**Recorded data**

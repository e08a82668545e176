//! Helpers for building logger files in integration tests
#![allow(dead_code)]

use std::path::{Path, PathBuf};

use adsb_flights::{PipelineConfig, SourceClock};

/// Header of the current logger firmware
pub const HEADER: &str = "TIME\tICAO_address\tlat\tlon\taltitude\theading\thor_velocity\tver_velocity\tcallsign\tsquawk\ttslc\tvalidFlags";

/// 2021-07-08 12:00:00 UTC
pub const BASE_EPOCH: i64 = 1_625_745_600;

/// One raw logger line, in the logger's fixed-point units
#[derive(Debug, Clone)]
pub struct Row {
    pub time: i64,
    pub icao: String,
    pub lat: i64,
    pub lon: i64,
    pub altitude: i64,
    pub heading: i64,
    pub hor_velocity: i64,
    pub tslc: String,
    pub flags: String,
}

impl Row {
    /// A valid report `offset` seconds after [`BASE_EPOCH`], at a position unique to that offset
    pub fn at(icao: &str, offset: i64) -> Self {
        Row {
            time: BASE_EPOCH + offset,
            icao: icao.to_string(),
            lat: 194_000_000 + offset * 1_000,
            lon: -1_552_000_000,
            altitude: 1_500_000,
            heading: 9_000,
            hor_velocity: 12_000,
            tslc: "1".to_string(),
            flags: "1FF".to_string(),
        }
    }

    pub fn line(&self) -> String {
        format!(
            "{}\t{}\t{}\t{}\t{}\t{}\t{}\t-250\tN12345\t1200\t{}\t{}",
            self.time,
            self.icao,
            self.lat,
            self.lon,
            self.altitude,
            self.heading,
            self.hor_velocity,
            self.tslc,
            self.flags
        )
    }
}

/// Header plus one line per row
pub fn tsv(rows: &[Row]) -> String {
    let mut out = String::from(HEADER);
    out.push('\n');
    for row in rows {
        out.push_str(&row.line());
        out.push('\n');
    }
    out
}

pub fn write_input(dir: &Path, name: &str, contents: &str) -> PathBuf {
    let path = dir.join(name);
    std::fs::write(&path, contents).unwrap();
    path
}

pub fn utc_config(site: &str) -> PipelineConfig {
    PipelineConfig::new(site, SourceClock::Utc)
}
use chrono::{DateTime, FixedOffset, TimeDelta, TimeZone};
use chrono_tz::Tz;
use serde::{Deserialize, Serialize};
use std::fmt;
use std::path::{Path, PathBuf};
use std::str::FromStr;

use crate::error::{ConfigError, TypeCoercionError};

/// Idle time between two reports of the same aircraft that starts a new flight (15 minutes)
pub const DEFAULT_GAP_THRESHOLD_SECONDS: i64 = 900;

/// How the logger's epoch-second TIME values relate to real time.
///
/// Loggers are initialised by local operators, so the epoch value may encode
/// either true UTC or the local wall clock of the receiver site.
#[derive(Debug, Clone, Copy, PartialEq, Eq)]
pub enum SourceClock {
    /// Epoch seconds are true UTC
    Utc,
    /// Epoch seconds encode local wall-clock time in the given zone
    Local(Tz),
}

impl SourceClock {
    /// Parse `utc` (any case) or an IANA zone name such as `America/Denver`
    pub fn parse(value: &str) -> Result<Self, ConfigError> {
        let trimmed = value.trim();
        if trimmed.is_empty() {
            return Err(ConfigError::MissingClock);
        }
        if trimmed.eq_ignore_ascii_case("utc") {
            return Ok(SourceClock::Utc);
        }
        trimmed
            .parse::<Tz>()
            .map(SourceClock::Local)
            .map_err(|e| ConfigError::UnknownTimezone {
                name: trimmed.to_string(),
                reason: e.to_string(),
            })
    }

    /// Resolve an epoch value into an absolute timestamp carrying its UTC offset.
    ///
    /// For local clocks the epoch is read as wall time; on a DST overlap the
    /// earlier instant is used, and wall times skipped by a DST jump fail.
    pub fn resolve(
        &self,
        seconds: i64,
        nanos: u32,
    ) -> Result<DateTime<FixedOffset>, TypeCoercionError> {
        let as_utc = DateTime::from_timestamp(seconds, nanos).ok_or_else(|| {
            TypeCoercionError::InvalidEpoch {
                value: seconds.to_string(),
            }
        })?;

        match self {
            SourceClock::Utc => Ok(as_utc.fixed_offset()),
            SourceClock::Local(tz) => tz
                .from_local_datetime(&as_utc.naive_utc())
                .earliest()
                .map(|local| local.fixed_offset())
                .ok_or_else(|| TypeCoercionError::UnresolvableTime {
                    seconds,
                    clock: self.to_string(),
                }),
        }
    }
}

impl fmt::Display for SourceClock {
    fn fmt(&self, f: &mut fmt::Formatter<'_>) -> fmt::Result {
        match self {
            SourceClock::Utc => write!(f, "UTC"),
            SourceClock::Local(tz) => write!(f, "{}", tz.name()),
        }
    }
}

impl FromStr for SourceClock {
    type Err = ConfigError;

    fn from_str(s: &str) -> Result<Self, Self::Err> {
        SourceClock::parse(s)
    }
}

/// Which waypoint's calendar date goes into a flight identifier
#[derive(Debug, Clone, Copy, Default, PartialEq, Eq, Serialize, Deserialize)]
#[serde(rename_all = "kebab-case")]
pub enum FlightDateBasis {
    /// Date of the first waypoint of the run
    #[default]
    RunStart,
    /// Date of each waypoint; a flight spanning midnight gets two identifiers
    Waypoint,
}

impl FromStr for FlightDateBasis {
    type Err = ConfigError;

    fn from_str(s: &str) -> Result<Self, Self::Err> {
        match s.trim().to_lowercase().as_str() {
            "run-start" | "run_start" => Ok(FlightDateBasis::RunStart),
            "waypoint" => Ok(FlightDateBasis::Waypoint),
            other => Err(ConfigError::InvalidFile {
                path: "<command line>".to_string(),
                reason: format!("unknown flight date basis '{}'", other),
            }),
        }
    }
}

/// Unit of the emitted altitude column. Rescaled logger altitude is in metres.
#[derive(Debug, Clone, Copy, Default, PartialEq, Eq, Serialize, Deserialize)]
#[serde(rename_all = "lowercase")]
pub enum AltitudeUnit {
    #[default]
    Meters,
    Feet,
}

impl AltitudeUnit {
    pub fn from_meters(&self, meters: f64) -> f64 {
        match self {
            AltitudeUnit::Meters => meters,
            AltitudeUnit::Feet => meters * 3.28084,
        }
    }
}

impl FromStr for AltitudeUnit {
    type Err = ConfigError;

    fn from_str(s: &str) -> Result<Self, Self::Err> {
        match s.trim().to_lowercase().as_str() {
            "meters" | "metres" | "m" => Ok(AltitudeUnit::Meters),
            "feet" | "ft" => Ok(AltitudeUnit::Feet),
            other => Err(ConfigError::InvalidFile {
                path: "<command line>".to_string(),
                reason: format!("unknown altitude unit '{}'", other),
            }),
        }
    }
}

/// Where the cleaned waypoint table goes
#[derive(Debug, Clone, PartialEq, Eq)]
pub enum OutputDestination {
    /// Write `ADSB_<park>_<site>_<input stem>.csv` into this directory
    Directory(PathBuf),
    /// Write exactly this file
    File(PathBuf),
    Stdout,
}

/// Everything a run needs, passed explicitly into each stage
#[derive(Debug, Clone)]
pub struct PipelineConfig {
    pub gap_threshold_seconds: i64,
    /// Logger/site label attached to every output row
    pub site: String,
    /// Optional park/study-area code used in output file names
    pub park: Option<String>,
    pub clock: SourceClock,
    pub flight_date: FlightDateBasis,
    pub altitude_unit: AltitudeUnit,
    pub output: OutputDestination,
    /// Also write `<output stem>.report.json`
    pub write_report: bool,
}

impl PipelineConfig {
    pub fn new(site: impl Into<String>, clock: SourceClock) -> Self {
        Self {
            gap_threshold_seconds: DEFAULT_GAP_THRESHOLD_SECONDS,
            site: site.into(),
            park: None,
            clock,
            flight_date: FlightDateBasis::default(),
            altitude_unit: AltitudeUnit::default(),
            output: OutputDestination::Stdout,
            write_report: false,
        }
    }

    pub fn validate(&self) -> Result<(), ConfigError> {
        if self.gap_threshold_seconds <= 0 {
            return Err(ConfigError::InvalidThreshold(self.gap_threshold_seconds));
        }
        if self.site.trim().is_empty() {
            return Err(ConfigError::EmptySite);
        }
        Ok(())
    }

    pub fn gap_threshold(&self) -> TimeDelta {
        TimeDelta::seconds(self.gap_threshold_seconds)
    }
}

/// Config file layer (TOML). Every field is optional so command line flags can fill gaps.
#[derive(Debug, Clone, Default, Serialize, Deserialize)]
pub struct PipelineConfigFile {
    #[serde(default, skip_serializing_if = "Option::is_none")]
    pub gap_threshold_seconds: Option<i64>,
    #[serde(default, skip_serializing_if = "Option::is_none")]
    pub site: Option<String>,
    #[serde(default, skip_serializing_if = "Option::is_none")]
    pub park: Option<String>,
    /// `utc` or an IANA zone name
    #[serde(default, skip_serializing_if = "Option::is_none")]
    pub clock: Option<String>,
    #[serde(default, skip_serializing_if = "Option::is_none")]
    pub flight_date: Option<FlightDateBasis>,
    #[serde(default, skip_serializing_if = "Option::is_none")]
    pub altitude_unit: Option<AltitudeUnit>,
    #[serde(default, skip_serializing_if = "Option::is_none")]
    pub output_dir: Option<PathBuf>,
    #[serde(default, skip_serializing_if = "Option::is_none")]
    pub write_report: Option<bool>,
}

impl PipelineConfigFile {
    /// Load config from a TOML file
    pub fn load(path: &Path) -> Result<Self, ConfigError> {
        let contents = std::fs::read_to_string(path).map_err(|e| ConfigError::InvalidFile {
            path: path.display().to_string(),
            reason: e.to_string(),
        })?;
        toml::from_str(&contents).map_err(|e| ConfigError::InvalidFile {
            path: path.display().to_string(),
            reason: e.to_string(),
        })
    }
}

**What this task involves**
Among the entries above, the lines between the ones containing "line per row" and "let trimmed = value.trim();", inclusive, are to be transcribed exactly. No other line is to be given.

**Your response**
/// Header plus one line per row
pub fn tsv(rows: &[Row]) -> String {
    let mut out = String::from(HEADER);
    out.push('\n');
    for row in rows {
        out.push_str(&row.line());
        out.push('\n');
    }
    out
}

pub fn write_input(dir: &Path, name: &str, contents: &str) -> PathBuf {
    let path = dir.join(name);
    std::fs::write(&path, contents).unwrap();
    path
}

pub fn utc_config(site: &str) -> PipelineConfig {
    PipelineConfig::new(site, SourceClock::Utc)
}
use chrono::{DateTime, FixedOffset, TimeDelta, TimeZone};
use chrono_tz::Tz;
use serde::{Deserialize, Serialize};
use std::fmt;
use std::path::{Path, PathBuf};
use std::str::FromStr;

use crate::error::{ConfigError, TypeCoercionError};

/// Idle time between two reports of the same aircraft that starts a new flight (15 minutes)
pub const DEFAULT_GAP_THRESHOLD_SECONDS: i64 = 900;

/// How the logger's epoch-second TIME values relate to real time.
///
/// Loggers are initialised by local operators, so the epoch value may encode
/// either true UTC or the local wall clock of the receiver site.
#[derive(Debug, Clone, Copy, PartialEq, Eq)]
pub enum SourceClock {
    /// Epoch seconds are true UTC
    Utc,
    /// Epoch seconds encode local wall-clock time in the given zone
    Local(Tz),
}

impl SourceClock {
    /// Parse `utc` (any case) or an IANA zone name such as `America/Denver`
    pub fn parse(value: &str) -> Result<Self, ConfigError> {
        let trimmed = value.trim();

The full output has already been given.